CSV Reader Benchmarks: Julia Reads CSVs 10-20x Faster than Python and R

oheil · June 24, 2020, 12:12pm

This is huge!
For non germans it is about recent performance boosts in Julia 1.4 and refers mainly to the following Blog
CSV Reader Benchmarks: Julia Reads CSVs 10-20x Faster than Python and R - JuliaHub (blog url updated)

robsmith11 · June 24, 2020, 12:43pm

Very impressive results, especially the multi-threaded scaling.

Still… I can’t help but think the title could have been a bit more fair to R and Python. A 10-20x advantage isn’t a fair summary of the results.

oheil · June 24, 2020, 12:46pm

Somehow true, as it depends strongly on the use case and the usage of threads.
I am not sure if the average data analyst, who uses R now, will see any performance increase while playing around with Julias CSV.jl.

stevengj · June 24, 2020, 12:49pm

I can’t help thinking that this framing undersells Julia — the real story here is that pure Julia CSV reading beats highly optimized C libraries that are popular to call from Python and R.

(Though this is explained in the second paragraph.)

oheil · June 24, 2020, 12:54pm

This is emphasized in the german article (don’t know if you can read it, so I just tell it ).

xiaodai · June 24, 2020, 2:03pm

I can’t tell the R and Julia colours apart.

xiaodai · June 24, 2020, 2:04pm

The Fannie Mae perf dataset contains the largest files. I wish that was tested instead of just testing the Acquisition files.

tbeason · June 24, 2020, 2:51pm

I wish absolute timings would have been reported somewhere.

What is great is that the differences become apparent even for smaller thread counts. Sure, some people might be able to spin up 16+ threads, but most consumers will not have these high performance machines, and instead will have 4/6/8 threads.

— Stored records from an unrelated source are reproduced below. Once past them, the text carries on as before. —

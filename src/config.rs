//! Configuration Management
//!
//! Handles persistent configuration storage for armrest-inspect.

use anyhow::{Context, Result};
use armrest_model::Catalog;
use serde::{Deserialize, Serialize};
use std::path::{Path, PathBuf};

/// Model type used when none is given
const DEFAULT_MODEL: &str = "Resource";

/// User configuration
#[derive(Debug, Clone, Serialize, Deserialize, Default)]
pub struct Config {
    /// Extra catalog files loaded after the embedded definitions
    #[serde(default)]
    pub catalog_paths: Vec<PathBuf>,
    /// Model type used when --model is not given
    #[serde(default)]
    pub default_model: Option<String>,
}

impl Config {
    /// Get the config file path
    fn config_path() -> Option<PathBuf> {
        dirs::config_dir().map(|p| p.join("armrest-model").join("config.json"))
    }

    /// Load configuration from disk
    pub fn load() -> Self {
        let Some(path) = Self::config_path() else {
            return Self::default();
        };

        if !path.exists() {
            return Self::default();
        }

        match std::fs::read_to_string(&path) {
            Ok(content) => serde_json::from_str(&content).unwrap_or_else(|e| {
                tracing::warn!("Ignoring invalid config {:?}: {}", path, e);
                Self::default()
            }),
            Err(_) => Self::default(),
        }
    }

    /// Save configuration to disk
    pub fn save(&self) -> Result<()> {
        let Some(path) = Self::config_path() else {
            return Ok(());
        };

        // Create parent directory
        if let Some(parent) = path.parent() {
            std::fs::create_dir_all(parent)?;
        }

        let content = serde_json::to_string_pretty(self)?;
        std::fs::write(&path, content)?;

        Ok(())
    }

    /// Get effective model type (CLI > config > default)
    pub fn effective_model(&self, cli: Option<&str>) -> String {
        cli.map(str::to_string)
            .or_else(|| self.default_model.clone())
            .unwrap_or_else(|| DEFAULT_MODEL.to_string())
    }

    /// Set default model type and save
    pub fn set_default_model(&mut self, model: &str) -> Result<()> {
        self.default_model = Some(model.to_string());
        self.save()
    }

    /// Build the catalog: embedded definitions, then config files, then `extra`
    pub fn load_catalog(&self, extra: &[PathBuf]) -> Result<Catalog> {
        let mut catalog = Catalog::embedded().context("Failed to load embedded catalog")?;

        for path in self.catalog_paths.iter().chain(extra) {
            let added = load_catalog_file(&mut catalog, path)?;
            tracing::info!("Loaded {} model types from {:?}", added, path);
        }

        Ok(catalog)
    }
}

fn load_catalog_file(catalog: &mut Catalog, path: &Path) -> Result<usize> {
    let content = std::fs::read_to_string(path)
        .with_context(|| format!("Failed to read catalog {:?}", path))?;
    catalog
        .load_str(&content)
        .with_context(|| format!("Failed to load catalog {:?}", path))
}
//! Derived Attributes
//!
//! Values extracted from another stored field on first access and cached per
//! model instance, including the "nothing found" outcome.

use regex::Regex;
use std::fmt;
use std::sync::{Arc, LazyLock, OnceLock};

#[allow(clippy::expect_used)] // static regex, it doesn't panic
static RESOURCE_GROUP_REGEX: LazyLock<Regex> = LazyLock::new(|| {
    Regex::new(r"(?i)resourcegroups/([^/]+)").expect("static regex should not panic")
});
#[allow(clippy::expect_used)] // static regex, it doesn't panic
static SUBSCRIPTION_REGEX: LazyLock<Regex> = LazyLock::new(|| {
    Regex::new(r"(?i)subscriptions/([^/]+)").expect("static regex should not panic")
});

/// Raw field holding the ARM resource identifier
pub const RESOURCE_ID_FIELD: &str = "id";
pub const RESOURCE_GROUP: &str = "resource_group";
pub const SUBSCRIPTION_ID: &str = "subscription_id";

/// Observable state of a [`CacheCell`]
#[derive(Debug, PartialEq, Eq)]
pub enum CacheState<'a, T> {
    Uncomputed,
    Value(&'a T),
    NoValue,
}

/// Write-once cache cell that remembers absence as well as values
#[derive(Debug, Clone)]
pub struct CacheCell<T> {
    cell: OnceLock<Option<T>>,
}

impl<T> Default for CacheCell<T> {
    fn default() -> Self {
        Self {
            cell: OnceLock::new(),
        }
    }
}

impl<T> CacheCell<T> {
    pub fn new() -> Self {
        Self::default()
    }

    /// A cell that is already computed
    pub fn computed(value: Option<T>) -> Self {
        let cell = OnceLock::new();
        let _ = cell.set(value);
        Self { cell }
    }

    pub fn state(&self) -> CacheState<'_, T> {
        match self.cell.get() {
            None => CacheState::Uncomputed,
            Some(Some(value)) => CacheState::Value(value),
            Some(None) => CacheState::NoValue,
        }
    }

    /// Return the cached outcome, running `compute` only if the cell is empty
    pub fn get_or_compute(&self, compute: impl FnOnce() -> Option<T>) -> Option<&T> {
        self.cell.get_or_init(compute).as_ref()
    }
}

type Extractor = Arc<dyn Fn(&str) -> Option<String> + Send + Sync>;

/// A named attribute derived from one raw string field
#[derive(Clone)]
pub struct DerivedAttr {
    name: String,
    source: String,
    extract: Extractor,
}

impl DerivedAttr {
    /// Declare a derived attribute reading the raw field `source`
    pub fn new(
        name: impl Into<String>,
        source: impl Into<String>,
        extract: impl Fn(&str) -> Option<String> + Send + Sync + 'static,
    ) -> Self {
        Self {
            name: name.into(),
            source: source.into(),
            extract: Arc::new(extract),
        }
    }

    /// Derived attribute taking the first capture group of `pattern`
    pub fn pattern(name: impl Into<String>, source: impl Into<String>, pattern: Regex) -> Self {
        Self::new(name, source, move |text| capture(&pattern, text))
    }

    /// Resource group segment of the resource id
    pub fn resource_group() -> Self {
        Self::new(RESOURCE_GROUP, RESOURCE_ID_FIELD, |id| {
            capture(&RESOURCE_GROUP_REGEX, id)
        })
    }

    /// Subscription segment of the resource id
    pub fn subscription_id() -> Self {
        Self::new(SUBSCRIPTION_ID, RESOURCE_ID_FIELD, |id| {
            capture(&SUBSCRIPTION_REGEX, id)
        })
    }

    pub fn name(&self) -> &str {
        &self.name
    }

    /// Raw (pre-normalization) key of the source field
    pub fn source(&self) -> &str {
        &self.source
    }

    pub(crate) fn extract(&self, text: &str) -> Option<String> {
        (self.extract)(text)
    }
}

impl fmt::Debug for DerivedAttr {
    fn fmt(&self, f: &mut fmt::Formatter<'_>) -> fmt::Result {
        f.debug_struct("DerivedAttr")
            .field("name", &self.name)
            .field("source", &self.source)
            .finish_non_exhaustive()
    }
}

/// A named accessor reading a path of raw keys, e.g. `address -> Properties.ipAddress`
#[derive(Debug, Clone, PartialEq, Eq)]
pub struct HashPath {
    pub name: String,
    pub keys: Vec<String>,
}

impl HashPath {
    pub fn new<I, S>(name: impl Into<String>, keys: I) -> Self
    where
        I: IntoIterator<Item = S>,
        S: Into<String>,
    {
        Self {
            name: name.into(),
            keys: keys.into_iter().map(Into::into).collect(),
        }
    }
}

fn capture(pattern: &Regex, text: &str) -> Option<String> {
    pattern
        .captures(text)
        .and_then(|caps| caps.get(1))
        .map(|m| m.as_str().to_string())
}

Also ditto that the color scheme chosen for those plots is absolutely terrible.

xiaodai · June 24, 2020, 2:53pm

To be fair for sometimes fread is still faster than CSV.jl on my machine (6 cores). But CSV.jl has gotten to the point where I think it’s viable to do data manipulation in Julia instead.

Oscar_Smith · June 24, 2020, 2:56pm

This post was great! The one thing I wish it had was some memory analysis. I assume Julia uses more, but I would love to be wrong.

lungben · June 24, 2020, 3:52pm

Looks great!

Did the benchmark measure reading the csv into a DataFrame, i.e. CSV.File("test_data.csv") |> DataFrame?

However, the first time executing this command takes quite long for me due to compilation time.
I am not sure in which cases recompilation is required, probably if the column (types) of the csv files are different?

xiaodai · June 24, 2020, 4:07pm

The main branch of CSV works quite well for me.

Juan · June 24, 2020, 6:18pm

Most benchmarks I’ve seen before showed that data.table was much faster.

Has the situations changed that much? Or they have just used different tests?

lungben · June 24, 2020, 6:33pm

My test case is

using CSV, DataFrames, PyCall, BenchmarkTools
pd = pyimport("pandas")
download("https://nyc-tlc.s3.amazonaws.com/trip+data/green_tripdata_2019-12.csv", 
    "test_data.csv")
@time df = CSV.File("test_data.csv") |> DataFrame # including compilation
@btime df = CSV.File("test_data.csv") |> DataFrame
@btime pydf = pd.read_csv("test_data.csv")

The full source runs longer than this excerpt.